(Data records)
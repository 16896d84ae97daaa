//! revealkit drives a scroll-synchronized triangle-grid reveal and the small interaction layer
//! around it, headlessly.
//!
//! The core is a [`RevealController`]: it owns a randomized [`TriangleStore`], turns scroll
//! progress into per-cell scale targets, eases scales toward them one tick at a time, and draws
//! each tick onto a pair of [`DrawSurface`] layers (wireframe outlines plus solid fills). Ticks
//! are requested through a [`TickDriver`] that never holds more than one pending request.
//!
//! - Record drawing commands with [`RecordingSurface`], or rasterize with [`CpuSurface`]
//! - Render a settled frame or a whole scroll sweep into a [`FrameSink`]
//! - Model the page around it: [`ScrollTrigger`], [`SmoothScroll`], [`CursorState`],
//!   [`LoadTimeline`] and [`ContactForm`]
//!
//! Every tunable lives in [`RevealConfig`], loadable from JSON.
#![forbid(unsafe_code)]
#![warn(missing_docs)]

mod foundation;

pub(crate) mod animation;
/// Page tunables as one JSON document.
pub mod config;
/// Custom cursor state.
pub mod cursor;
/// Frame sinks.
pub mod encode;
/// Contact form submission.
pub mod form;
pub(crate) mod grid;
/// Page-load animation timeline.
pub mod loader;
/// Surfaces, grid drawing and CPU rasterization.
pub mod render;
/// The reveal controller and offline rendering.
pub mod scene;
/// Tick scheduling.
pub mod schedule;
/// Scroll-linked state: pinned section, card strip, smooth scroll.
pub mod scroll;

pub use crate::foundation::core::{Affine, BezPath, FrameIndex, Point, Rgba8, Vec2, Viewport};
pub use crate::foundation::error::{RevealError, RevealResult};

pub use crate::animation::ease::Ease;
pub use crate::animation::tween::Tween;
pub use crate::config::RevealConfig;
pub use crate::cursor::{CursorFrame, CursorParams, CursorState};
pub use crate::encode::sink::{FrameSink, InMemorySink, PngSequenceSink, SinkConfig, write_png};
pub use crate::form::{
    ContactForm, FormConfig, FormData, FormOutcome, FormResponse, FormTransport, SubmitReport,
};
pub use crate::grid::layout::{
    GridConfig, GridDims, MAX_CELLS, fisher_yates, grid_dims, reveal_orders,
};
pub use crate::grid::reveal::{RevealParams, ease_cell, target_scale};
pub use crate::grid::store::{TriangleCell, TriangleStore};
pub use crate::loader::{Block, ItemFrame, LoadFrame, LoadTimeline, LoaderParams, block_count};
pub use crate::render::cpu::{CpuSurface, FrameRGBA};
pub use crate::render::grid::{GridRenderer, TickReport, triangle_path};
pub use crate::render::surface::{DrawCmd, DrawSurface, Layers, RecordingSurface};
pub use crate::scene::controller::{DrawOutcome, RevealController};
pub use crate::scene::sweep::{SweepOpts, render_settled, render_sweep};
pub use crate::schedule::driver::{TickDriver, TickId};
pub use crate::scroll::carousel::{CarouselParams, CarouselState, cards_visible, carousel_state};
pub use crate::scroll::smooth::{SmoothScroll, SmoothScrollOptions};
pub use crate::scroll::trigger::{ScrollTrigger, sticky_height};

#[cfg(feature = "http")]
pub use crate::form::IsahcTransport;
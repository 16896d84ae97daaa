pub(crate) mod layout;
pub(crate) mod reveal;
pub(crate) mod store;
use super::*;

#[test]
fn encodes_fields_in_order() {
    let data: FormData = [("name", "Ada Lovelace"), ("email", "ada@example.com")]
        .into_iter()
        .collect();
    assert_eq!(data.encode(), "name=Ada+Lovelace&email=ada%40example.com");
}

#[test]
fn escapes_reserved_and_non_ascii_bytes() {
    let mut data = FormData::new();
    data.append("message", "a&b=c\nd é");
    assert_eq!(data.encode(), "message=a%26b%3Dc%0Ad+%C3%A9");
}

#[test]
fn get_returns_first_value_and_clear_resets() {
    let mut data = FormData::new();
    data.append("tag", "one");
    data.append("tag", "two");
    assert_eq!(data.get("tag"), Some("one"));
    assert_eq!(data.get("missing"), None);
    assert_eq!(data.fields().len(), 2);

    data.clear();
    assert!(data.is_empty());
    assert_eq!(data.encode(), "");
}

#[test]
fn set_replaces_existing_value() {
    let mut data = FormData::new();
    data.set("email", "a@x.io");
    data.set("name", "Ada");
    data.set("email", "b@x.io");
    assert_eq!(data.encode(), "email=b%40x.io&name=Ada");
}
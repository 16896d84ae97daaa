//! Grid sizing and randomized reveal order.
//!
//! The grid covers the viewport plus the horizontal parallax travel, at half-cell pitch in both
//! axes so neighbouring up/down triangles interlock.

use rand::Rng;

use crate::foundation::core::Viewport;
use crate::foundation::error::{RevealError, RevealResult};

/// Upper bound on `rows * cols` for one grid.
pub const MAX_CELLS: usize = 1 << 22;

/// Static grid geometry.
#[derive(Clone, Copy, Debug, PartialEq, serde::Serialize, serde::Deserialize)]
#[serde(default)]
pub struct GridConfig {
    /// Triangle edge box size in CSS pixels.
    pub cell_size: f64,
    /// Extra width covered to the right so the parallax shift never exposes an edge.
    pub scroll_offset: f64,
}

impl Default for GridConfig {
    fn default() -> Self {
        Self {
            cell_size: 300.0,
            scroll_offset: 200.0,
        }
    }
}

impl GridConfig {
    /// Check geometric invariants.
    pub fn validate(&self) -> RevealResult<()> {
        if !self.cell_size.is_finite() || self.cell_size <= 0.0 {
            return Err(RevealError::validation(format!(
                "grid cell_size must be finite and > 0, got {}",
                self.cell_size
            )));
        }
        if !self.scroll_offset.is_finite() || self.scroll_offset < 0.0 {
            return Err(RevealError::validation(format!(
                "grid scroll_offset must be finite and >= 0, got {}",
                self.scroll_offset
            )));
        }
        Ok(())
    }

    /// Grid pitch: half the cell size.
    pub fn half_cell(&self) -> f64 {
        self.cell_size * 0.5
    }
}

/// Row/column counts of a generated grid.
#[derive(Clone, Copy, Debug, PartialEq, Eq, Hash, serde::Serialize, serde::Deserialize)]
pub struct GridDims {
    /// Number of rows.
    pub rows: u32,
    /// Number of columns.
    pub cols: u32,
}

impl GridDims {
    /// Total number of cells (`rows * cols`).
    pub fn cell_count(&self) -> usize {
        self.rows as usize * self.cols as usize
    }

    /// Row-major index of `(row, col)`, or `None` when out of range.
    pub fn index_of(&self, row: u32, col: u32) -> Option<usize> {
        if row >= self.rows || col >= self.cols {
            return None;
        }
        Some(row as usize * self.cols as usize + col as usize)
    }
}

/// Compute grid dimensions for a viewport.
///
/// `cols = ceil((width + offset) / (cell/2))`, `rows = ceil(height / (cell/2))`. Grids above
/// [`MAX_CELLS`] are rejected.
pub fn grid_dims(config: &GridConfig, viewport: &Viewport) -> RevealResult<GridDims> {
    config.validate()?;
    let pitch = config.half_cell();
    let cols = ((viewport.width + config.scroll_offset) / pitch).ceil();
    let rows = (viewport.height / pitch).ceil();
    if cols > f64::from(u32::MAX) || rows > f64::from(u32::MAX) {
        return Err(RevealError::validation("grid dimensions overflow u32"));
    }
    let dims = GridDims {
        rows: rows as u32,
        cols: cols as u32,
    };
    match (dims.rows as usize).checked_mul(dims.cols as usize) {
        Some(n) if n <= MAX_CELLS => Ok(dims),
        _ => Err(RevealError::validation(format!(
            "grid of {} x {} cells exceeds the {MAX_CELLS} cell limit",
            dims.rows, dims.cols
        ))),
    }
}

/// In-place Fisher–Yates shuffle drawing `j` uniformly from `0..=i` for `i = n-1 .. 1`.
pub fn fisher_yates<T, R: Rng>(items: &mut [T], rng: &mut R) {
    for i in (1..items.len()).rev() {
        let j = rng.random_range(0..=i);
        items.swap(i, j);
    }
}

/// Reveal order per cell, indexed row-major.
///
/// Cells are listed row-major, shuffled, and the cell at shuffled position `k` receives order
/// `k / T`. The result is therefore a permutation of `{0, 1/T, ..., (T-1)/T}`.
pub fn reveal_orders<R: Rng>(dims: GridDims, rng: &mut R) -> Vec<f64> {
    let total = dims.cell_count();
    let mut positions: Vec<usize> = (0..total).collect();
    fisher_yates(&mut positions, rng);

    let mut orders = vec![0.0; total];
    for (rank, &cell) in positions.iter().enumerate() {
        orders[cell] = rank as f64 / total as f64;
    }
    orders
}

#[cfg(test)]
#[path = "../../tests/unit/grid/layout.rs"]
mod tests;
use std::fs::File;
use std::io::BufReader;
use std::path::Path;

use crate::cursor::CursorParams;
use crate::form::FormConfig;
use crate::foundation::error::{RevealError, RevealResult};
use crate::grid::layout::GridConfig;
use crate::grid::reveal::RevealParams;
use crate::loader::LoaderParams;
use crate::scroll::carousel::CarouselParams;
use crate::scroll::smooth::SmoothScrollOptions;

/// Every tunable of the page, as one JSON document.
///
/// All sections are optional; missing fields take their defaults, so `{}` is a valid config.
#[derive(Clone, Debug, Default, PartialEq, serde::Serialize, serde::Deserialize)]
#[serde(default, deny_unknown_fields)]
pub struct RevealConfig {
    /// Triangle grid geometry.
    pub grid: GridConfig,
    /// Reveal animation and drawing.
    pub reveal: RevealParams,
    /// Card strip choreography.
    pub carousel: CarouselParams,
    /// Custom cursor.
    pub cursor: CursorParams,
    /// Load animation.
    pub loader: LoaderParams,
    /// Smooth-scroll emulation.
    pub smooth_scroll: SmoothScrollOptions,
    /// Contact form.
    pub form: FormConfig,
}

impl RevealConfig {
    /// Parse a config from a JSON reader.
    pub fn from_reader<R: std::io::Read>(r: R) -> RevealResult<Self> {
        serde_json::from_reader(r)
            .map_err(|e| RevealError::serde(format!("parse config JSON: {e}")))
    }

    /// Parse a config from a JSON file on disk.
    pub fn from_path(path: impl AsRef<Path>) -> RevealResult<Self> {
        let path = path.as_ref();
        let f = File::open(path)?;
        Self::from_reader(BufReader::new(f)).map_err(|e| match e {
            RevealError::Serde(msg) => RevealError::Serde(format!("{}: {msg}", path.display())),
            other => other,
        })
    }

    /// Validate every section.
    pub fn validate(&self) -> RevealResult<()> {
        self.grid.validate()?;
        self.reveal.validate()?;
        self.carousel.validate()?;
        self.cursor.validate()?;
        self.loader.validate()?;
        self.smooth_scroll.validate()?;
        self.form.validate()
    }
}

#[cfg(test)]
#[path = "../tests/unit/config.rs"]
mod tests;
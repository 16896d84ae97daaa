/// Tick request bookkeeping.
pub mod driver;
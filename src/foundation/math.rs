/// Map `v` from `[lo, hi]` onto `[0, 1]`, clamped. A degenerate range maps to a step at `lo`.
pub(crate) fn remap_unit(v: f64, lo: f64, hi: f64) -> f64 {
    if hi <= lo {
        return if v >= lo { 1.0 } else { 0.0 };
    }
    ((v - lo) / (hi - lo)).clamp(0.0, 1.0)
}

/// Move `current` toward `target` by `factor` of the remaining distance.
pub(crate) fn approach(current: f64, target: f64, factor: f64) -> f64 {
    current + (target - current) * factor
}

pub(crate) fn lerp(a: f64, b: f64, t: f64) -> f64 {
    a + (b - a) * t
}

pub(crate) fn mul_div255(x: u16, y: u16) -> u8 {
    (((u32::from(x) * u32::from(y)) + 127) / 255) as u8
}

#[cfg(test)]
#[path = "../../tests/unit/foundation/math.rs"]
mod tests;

WHAT NEEDS TO BE DONE »
Pull out the lines above in which the word "LoaderParams" appears.

TASK SOLUTION »
pub use crate::loader::{Block, ItemFrame, LoadFrame, LoadTimeline, LoaderParams, block_count};
use crate::loader::LoaderParams;
    pub loader: LoaderParams,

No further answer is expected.